--- Dataset content ---

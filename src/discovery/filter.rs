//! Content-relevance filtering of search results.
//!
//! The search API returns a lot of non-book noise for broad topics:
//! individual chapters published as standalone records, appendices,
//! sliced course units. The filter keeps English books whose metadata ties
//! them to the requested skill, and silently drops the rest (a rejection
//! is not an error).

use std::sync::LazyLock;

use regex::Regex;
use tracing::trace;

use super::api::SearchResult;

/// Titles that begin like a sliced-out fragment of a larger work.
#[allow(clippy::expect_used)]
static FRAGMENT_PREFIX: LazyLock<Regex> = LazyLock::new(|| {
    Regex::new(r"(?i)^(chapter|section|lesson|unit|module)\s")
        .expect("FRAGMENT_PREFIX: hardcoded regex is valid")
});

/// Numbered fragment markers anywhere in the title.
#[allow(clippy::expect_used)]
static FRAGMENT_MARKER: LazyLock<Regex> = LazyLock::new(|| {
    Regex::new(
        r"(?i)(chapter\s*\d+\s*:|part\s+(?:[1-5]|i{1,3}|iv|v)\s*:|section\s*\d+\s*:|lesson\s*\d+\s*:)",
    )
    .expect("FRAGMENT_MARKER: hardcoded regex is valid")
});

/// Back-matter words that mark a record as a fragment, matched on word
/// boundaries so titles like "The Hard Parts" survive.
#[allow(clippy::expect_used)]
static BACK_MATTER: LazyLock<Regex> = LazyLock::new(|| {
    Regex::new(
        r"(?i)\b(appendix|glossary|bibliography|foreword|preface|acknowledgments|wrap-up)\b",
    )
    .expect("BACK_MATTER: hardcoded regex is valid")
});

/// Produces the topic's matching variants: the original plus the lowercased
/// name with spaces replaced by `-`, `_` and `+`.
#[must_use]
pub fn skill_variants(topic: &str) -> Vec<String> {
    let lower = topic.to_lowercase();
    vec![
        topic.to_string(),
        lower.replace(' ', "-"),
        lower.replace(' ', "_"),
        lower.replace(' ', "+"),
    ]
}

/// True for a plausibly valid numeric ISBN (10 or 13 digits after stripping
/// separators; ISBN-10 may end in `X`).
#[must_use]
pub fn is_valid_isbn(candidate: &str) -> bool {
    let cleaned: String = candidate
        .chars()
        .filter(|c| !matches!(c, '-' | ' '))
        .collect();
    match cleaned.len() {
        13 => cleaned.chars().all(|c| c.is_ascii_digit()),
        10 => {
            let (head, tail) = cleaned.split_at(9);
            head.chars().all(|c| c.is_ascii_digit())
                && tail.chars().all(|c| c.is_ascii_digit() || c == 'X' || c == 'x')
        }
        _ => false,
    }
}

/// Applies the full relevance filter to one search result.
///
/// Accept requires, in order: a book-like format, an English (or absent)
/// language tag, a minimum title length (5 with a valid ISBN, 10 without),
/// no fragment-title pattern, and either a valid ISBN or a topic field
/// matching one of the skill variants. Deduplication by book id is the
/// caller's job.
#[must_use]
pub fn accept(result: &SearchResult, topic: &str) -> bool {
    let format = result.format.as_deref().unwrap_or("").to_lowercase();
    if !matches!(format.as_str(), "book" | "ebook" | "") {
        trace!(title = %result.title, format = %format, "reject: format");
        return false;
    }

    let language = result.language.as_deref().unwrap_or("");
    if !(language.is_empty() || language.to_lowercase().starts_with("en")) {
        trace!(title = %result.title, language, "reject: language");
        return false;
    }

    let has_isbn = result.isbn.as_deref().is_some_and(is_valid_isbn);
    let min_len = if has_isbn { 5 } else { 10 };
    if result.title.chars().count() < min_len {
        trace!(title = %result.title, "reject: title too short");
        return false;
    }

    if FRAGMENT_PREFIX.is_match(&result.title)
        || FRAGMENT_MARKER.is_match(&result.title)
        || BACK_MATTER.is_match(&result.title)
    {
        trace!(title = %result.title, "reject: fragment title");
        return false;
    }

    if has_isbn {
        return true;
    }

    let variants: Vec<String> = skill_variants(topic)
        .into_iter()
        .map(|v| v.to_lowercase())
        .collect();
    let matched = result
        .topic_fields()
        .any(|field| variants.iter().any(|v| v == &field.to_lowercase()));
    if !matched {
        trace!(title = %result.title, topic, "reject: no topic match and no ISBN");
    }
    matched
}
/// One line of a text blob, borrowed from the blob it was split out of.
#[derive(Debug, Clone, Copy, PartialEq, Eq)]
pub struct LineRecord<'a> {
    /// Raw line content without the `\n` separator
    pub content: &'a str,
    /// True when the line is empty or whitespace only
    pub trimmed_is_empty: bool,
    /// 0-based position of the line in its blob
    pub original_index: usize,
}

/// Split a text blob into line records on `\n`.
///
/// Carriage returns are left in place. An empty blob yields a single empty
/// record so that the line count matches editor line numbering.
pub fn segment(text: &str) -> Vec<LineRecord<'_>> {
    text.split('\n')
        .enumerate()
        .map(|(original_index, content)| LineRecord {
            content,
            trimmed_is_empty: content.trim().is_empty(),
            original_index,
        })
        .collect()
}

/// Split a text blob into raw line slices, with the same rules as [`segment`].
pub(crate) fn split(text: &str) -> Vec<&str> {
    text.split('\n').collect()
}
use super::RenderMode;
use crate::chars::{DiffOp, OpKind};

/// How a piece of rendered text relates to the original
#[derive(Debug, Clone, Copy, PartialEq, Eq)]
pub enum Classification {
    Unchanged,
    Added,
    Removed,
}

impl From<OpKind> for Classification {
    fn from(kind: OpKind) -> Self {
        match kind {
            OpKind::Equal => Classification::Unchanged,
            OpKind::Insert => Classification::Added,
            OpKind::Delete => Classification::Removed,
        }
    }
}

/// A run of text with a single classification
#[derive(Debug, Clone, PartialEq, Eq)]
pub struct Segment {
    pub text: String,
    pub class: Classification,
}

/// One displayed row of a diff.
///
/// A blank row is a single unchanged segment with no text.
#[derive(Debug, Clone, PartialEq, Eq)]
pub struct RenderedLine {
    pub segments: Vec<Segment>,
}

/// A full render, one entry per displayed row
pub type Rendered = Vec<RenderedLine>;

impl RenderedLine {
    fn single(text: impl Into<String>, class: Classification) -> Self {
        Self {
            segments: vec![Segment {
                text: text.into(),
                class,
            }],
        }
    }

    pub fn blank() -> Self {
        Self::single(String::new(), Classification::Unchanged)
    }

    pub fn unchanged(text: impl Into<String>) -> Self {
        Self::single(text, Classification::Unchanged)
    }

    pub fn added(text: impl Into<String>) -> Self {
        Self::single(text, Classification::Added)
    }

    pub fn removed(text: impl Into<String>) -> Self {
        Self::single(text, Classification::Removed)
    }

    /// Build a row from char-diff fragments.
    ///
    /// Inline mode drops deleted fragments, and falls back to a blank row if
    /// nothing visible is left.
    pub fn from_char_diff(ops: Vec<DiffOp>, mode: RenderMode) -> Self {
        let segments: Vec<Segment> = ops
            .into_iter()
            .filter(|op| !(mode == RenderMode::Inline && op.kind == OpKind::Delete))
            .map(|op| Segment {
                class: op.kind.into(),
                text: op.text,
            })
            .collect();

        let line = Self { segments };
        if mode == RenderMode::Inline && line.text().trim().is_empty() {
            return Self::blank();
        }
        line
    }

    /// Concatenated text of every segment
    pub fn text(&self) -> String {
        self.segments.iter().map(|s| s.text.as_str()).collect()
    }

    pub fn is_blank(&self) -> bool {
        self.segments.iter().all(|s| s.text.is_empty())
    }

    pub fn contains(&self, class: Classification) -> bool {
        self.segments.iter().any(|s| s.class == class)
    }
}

---

- [Your objective] Using the listing, count the lines holding the word "Inline" and write down that number alone.

- [Task response] 3